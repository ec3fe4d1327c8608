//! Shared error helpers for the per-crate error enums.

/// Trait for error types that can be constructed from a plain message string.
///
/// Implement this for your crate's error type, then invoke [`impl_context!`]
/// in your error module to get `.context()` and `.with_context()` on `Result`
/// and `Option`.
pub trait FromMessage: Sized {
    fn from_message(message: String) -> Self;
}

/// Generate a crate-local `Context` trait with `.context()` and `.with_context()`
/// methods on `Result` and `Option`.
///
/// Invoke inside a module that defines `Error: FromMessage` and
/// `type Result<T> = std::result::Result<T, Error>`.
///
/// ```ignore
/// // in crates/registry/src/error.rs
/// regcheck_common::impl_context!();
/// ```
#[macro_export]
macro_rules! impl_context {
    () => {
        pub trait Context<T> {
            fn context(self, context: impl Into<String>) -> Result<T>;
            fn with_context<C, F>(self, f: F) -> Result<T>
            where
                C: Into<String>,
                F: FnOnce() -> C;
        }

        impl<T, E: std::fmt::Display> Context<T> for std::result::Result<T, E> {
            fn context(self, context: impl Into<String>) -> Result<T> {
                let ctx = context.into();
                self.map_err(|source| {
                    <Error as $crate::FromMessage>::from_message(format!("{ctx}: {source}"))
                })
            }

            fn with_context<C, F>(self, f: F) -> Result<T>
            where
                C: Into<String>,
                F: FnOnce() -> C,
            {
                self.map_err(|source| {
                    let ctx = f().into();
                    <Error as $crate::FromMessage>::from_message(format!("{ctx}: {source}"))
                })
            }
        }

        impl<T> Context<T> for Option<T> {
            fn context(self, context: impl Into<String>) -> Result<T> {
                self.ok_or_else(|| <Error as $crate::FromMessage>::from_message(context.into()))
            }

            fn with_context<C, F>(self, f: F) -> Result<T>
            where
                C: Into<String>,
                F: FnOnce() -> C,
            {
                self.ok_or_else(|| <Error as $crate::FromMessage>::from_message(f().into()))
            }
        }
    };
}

# # #

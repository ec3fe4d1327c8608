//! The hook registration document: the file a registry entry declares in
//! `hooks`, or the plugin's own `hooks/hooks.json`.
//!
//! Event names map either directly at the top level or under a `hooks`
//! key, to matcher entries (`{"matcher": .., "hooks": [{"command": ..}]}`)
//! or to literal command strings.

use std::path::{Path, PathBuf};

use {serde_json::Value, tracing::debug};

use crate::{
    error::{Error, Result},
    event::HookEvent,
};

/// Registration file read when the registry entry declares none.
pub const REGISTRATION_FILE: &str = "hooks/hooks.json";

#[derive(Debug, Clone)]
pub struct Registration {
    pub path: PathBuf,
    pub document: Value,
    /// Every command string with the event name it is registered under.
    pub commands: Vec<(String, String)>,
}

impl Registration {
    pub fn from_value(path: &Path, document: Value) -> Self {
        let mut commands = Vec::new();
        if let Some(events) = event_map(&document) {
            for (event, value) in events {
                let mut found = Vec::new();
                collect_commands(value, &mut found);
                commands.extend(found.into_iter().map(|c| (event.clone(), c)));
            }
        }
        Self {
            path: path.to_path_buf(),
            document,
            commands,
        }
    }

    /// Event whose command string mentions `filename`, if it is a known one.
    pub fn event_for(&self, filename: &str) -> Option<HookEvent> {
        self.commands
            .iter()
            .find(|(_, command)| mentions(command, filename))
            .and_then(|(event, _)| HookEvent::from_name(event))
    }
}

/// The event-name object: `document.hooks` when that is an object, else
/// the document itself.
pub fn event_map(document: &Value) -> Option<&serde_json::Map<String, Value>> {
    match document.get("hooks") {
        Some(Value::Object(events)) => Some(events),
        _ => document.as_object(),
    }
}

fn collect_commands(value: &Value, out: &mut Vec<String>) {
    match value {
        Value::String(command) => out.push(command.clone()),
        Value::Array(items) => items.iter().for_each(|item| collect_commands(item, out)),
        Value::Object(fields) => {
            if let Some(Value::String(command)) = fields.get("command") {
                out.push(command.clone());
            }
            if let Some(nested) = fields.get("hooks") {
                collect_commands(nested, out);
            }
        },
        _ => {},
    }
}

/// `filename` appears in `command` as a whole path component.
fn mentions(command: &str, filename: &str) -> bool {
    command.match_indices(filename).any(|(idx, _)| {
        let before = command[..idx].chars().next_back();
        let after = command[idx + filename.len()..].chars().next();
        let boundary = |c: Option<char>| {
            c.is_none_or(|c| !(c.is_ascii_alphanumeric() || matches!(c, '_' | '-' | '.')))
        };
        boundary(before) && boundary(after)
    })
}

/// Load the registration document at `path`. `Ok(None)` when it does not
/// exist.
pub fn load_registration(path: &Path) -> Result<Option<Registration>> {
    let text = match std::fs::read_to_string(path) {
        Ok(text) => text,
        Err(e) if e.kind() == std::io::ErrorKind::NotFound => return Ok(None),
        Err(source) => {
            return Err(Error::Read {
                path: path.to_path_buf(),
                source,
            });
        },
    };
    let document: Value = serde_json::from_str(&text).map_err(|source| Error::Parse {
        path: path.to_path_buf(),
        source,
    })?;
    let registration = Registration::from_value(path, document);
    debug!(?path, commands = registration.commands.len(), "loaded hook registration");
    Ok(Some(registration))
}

# # #

**What is required**
Could you copy every line from the records that has "chars" in it?

**Your response**
        let before = command[..idx].chars().next_back();
        let after = command[idx + filename.len()..].chars().next();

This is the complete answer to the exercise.